- [Work required]:
Locate every line in the material below that has the word "SELECT". Copy each of those lines.

#####

//! SurrealDB implementation of [`AuditLogRepository`].
//!
//! The `audit_log` table is append-only: schema-level permissions
//! forbid UPDATE and DELETE, and this repository exposes neither.

use chrono::{DateTime, Utc};
use surrealdb::{Connection, Surreal};
use surrealdb_types::SurrealValue;
use tracing::debug;
use uuid::Uuid;
use warden_core::error::WardenResult;
use warden_core::models::audit::{AuditLogEntry, AuditStatus, CreateAuditLogEntry};
use warden_core::repository::{AuditLogFilter, AuditLogRepository, PaginatedResult, Pagination};

use crate::error::DbError;

#[derive(Debug, SurrealValue)]
struct AuditRow {
    user_id: String,
    action: String,
    resource_type: Option<String>,
    resource_id: Option<String>,
    details: serde_json::Value,
    ip_address: Option<String>,
    user_agent: Option<String>,
    status: String,
    request_method: Option<String>,
    request_path: Option<String>,
    created_at: DateTime<Utc>,
}

#[derive(Debug, SurrealValue)]
struct AuditRowWithId {
    record_id: String,
    user_id: String,
    action: String,
    resource_type: Option<String>,
    resource_id: Option<String>,
    details: serde_json::Value,
    ip_address: Option<String>,
    user_agent: Option<String>,
    status: String,
    request_method: Option<String>,
    request_path: Option<String>,
    created_at: DateTime<Utc>,
}

#[derive(Debug, SurrealValue)]
struct CountRow {
    total: u64,
}

fn parse_status(s: &str) -> Result<AuditStatus, DbError> {
    match s {
        "Success" => Ok(AuditStatus::Success),
        "Denied" => Ok(AuditStatus::Denied),
        other => Err(DbError::Migration(format!("unknown audit status: {other}"))),
    }
}

fn status_to_string(status: AuditStatus) -> &'static str {
    match status {
        AuditStatus::Success => "Success",
        AuditStatus::Denied => "Denied",
    }
}

impl AuditRow {
    fn into_entry(self, id: Uuid) -> Result<AuditLogEntry, DbError> {
        let user_id = Uuid::parse_str(&self.user_id)
            .map_err(|e| DbError::Migration(format!("invalid user UUID: {e}")))?;
        Ok(AuditLogEntry {
            id,
            user_id,
            action: self.action,
            resource_type: self.resource_type,
            resource_id: self.resource_id,
            details: self.details,
            ip_address: self.ip_address,
            user_agent: self.user_agent,
            status: parse_status(&self.status)?,
            request_method: self.request_method,
            request_path: self.request_path,
            created_at: self.created_at,
        })
    }
}

impl AuditRowWithId {
    fn try_into_entry(self) -> Result<AuditLogEntry, DbError> {
        let id = Uuid::parse_str(&self.record_id)
            .map_err(|e| DbError::Migration(format!("invalid UUID: {e}")))?;
        AuditRow {
            user_id: self.user_id,
            action: self.action,
            resource_type: self.resource_type,
            resource_id: self.resource_id,
            details: self.details,
            ip_address: self.ip_address,
            user_agent: self.user_agent,
            status: self.status,
            request_method: self.request_method,
            request_path: self.request_path,
            created_at: self.created_at,
        }
        .into_entry(id)
    }
}

/// SurrealDB implementation of the audit-log repository.
#[derive(Clone)]
pub struct SurrealAuditLogRepository<C: Connection> {
    db: Surreal<C>,
}

impl<C: Connection> SurrealAuditLogRepository<C> {
    pub fn new(db: Surreal<C>) -> Self {
        Self { db }
    }
}

impl<C: Connection> AuditLogRepository for SurrealAuditLogRepository<C> {
    async fn append(&self, input: CreateAuditLogEntry) -> WardenResult<AuditLogEntry> {
        let id = Uuid::new_v4();
        let id_str = id.to_string();

        let result = self
            .db
            .query(
                "CREATE type::record('audit_log', $id) SET \
                 user_id = $user_id, action = $action, \
                 resource_type = $resource_type, \
                 resource_id = $resource_id, details = $details, \
                 ip_address = $ip_address, user_agent = $user_agent, \
                 status = $status, request_method = $request_method, \
                 request_path = $request_path",
            )
            .bind(("id", id_str.clone()))
            .bind(("user_id", input.user_id.to_string()))
            .bind(("action", input.action.clone()))
            .bind(("resource_type", input.resource_type))
            .bind(("resource_id", input.resource_id))
            .bind(("details", input.details))
            .bind(("ip_address", input.ip_address))
            .bind(("user_agent", input.user_agent))
            .bind(("status", status_to_string(input.status)))
            .bind(("request_method", input.request_method))
            .bind(("request_path", input.request_path))
            .await
            .map_err(DbError::from)?;

        let mut result = result
            .check()
            .map_err(|e| DbError::Migration(e.to_string()))?;

        let rows: Vec<AuditRow> = result.take(0).map_err(DbError::from)?;
        let row = rows.into_iter().next().ok_or_else(|| DbError::NotFound {
            entity: "audit_log".into(),
            id: id_str,
        })?;

        debug!(
            audit_id = %id,
            user_id = %input.user_id,
            action = %input.action,
            status = status_to_string(input.status),
            "Audit log created"
        );
        Ok(row.into_entry(id)?)
    }

    async fn get_logs(
        &self,
        filter: AuditLogFilter,
        pagination: Pagination,
    ) -> WardenResult<PaginatedResult<AuditLogEntry>> {
        let mut clauses: Vec<&str> = Vec::new();
        if filter.user_id.is_some() {
            clauses.push("user_id = $user_id");
        }
        if filter.action.is_some() {
            clauses.push("string::contains(string::lowercase(action), string::lowercase($action))");
        }
        if filter.resource_type.is_some() {
            clauses.push("resource_type = $resource_type");
        }
        if filter.status.is_some() {
            clauses.push("status = $status");
        }
        if filter.date_from.is_some() {
            clauses.push("created_at >= $date_from");
        }
        if filter.date_to.is_some() {
            clauses.push("created_at <= $date_to");
        }

        let where_clause = if clauses.is_empty() {
            String::new()
        } else {
            format!("WHERE {} ", clauses.join(" AND "))
        };

        let count_query = format!(
            "SELECT count() AS total FROM audit_log {}GROUP ALL",
            where_clause
        );
        let page_query = format!(
            "SELECT meta::id(id) AS record_id, * FROM audit_log {}\
             ORDER BY created_at DESC LIMIT $limit START $offset",
            where_clause
        );

        let mut count_builder = self.db.query(&count_query);
        if let Some(user_id) = filter.user_id {
            count_builder = count_builder.bind(("user_id", user_id.to_string()));
        }
        if let Some(action) = filter.action.clone() {
            count_builder = count_builder.bind(("action", action));
        }
        if let Some(resource_type) = filter.resource_type.clone() {
            count_builder = count_builder.bind(("resource_type", resource_type));
        }
        if let Some(status) = filter.status {
            count_builder = count_builder.bind(("status", status_to_string(status)));
        }
        if let Some(date_from) = filter.date_from {
            count_builder = count_builder.bind(("date_from", date_from));
        }
        if let Some(date_to) = filter.date_to {
            count_builder = count_builder.bind(("date_to", date_to));
        }

        let mut count_result = count_builder.await.map_err(DbError::from)?;
        let count_rows: Vec<CountRow> = count_result.take(0).map_err(DbError::from)?;
        let total = count_rows.first().map(|r| r.total).unwrap_or(0);

        let mut page_builder = self
            .db
            .query(&page_query)
            .bind(("limit", pagination.limit))
            .bind(("offset", pagination.offset));
        if let Some(user_id) = filter.user_id {
            page_builder = page_builder.bind(("user_id", user_id.to_string()));
        }
        if let Some(action) = filter.action {
            page_builder = page_builder.bind(("action", action));
        }
        if let Some(resource_type) = filter.resource_type {
            page_builder = page_builder.bind(("resource_type", resource_type));
        }
        if let Some(status) = filter.status {
            page_builder = page_builder.bind(("status", status_to_string(status)));
        }
        if let Some(date_from) = filter.date_from {
            page_builder = page_builder.bind(("date_from", date_from));
        }
        if let Some(date_to) = filter.date_to {
            page_builder = page_builder.bind(("date_to", date_to));
        }

        let mut result = page_builder.await.map_err(DbError::from)?;

        let rows: Vec<AuditRowWithId> = result.take(0).map_err(DbError::from)?;
        let items = rows
            .into_iter()
            .map(|row| row.try_into_entry())
            .collect::<Result<Vec<_>, DbError>>()?;

        Ok(PaginatedResult {
            items,
            total,
            offset: pagination.offset,
            limit: pagination.limit,
        })
    }
}
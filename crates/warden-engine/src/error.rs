//! Engine error types.
//!
//! Note that a permission *denial* is never an error — evaluation
//! returns a [`crate::service::Decision`] value. These errors cover
//! the hierarchy and guard rules enforced by the admin service.

use thiserror::Error;
use warden_core::error::WardenError;

#[derive(Debug, Error)]
pub enum EngineError {
    #[error("cannot {action} a role at or above your own level")]
    HierarchyViolation { action: &'static str },

    #[error("cannot remove the last superadmin")]
    LastSuperadmin,

    #[error("system roles cannot be deleted")]
    SystemRoleProtected,
}

impl From<EngineError> for WardenError {
    fn from(err: EngineError) -> Self {
        WardenError::AuthorizationDenied {
            reason: err.to_string(),
        }
    }
}
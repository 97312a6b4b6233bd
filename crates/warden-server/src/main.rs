//! Warden Server — application entry point.
//!
//! Boots the storage layer and seeds the permission system: connect,
//! migrate, bootstrap system roles and configured superadmins. The
//! HTTP surface consuming the engine is mounted separately.

use tracing_subscriber::EnvFilter;
use warden_db::repository::{
    SurrealRoleAssignmentRepository, SurrealRoleRepository, SurrealUserRepository,
};
use warden_db::{DbConfig, DbManager};
use warden_engine::EngineConfig;
use warden_engine::bootstrap::bootstrap_superadmins;

/// Comma-separated admin identity lists, e.g.
/// `WARDEN_ADMIN_TELEGRAM_IDS=123,456` and
/// `WARDEN_ADMIN_EMAILS=ops@example.com`.
fn engine_config_from_env() -> EngineConfig {
    let env = |key: &str| std::env::var(key).unwrap_or_default();
    let admin_telegram_ids = env("WARDEN_ADMIN_TELEGRAM_IDS")
        .split(',')
        .filter_map(|s| s.trim().parse::<i64>().ok())
        .collect();
    let admin_emails = env("WARDEN_ADMIN_EMAILS")
        .split(',')
        .map(|s| s.trim().to_string())
        .filter(|s| !s.is_empty())
        .collect();

    EngineConfig {
        admin_telegram_ids,
        admin_emails,
    }
}

#[tokio::main]
async fn main() {
    tracing_subscriber::fmt()
        .with_env_filter(
            EnvFilter::from_default_env().add_directive("warden=info".parse().unwrap()),
        )
        .json()
        .init();

    tracing::info!("Starting Warden server...");

    let db_config = DbConfig::from_env();
    let manager = match DbManager::connect(&db_config).await {
        Ok(manager) => manager,
        Err(e) => {
            tracing::error!(error = %e, "Failed to connect to SurrealDB");
            std::process::exit(1);
        }
    };

    if let Err(e) = warden_db::run_migrations(manager.client()).await {
        tracing::error!(error = %e, "Failed to run migrations");
        std::process::exit(1);
    }

    let engine_config = engine_config_from_env();
    let roles = SurrealRoleRepository::new(manager.client().clone());
    let assignments = SurrealRoleAssignmentRepository::new(manager.client().clone());
    let users = SurrealUserRepository::new(manager.client().clone());

    // Bootstrap failure is logged but never blocks startup; the
    // legacy-admin config still guarantees operator access.
    if let Err(e) = bootstrap_superadmins(&roles, &assignments, &users, &engine_config).await {
        tracing::error!(error = %e, "Failed to bootstrap superadmins, continuing startup");
    }

    tracing::info!("Warden permission system ready.");
}
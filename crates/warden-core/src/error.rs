//! Error types for the Warden system.

use thiserror::Error;

#[derive(Debug, Error)]
pub enum WardenError {
    #[error("Entity not found: {entity} with id {id}")]
    NotFound { entity: String, id: String },

    #[error("Entity already exists: {entity}")]
    AlreadyExists { entity: String },

    #[error("Authorization denied: {reason}")]
    AuthorizationDenied { reason: String },

    #[error("Validation error: {message}")]
    Validation { message: String },

    #[error("Database error: {0}")]
    Database(String),

    #[error("Internal error: {0}")]
    Internal(String),
}

pub type WardenResult<T> = Result<T, WardenError>;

#####

- [Exercise result]:
            "SELECT count() AS total FROM audit_log {}GROUP ALL",
            "SELECT meta::id(id) AS record_id, * FROM audit_log {}\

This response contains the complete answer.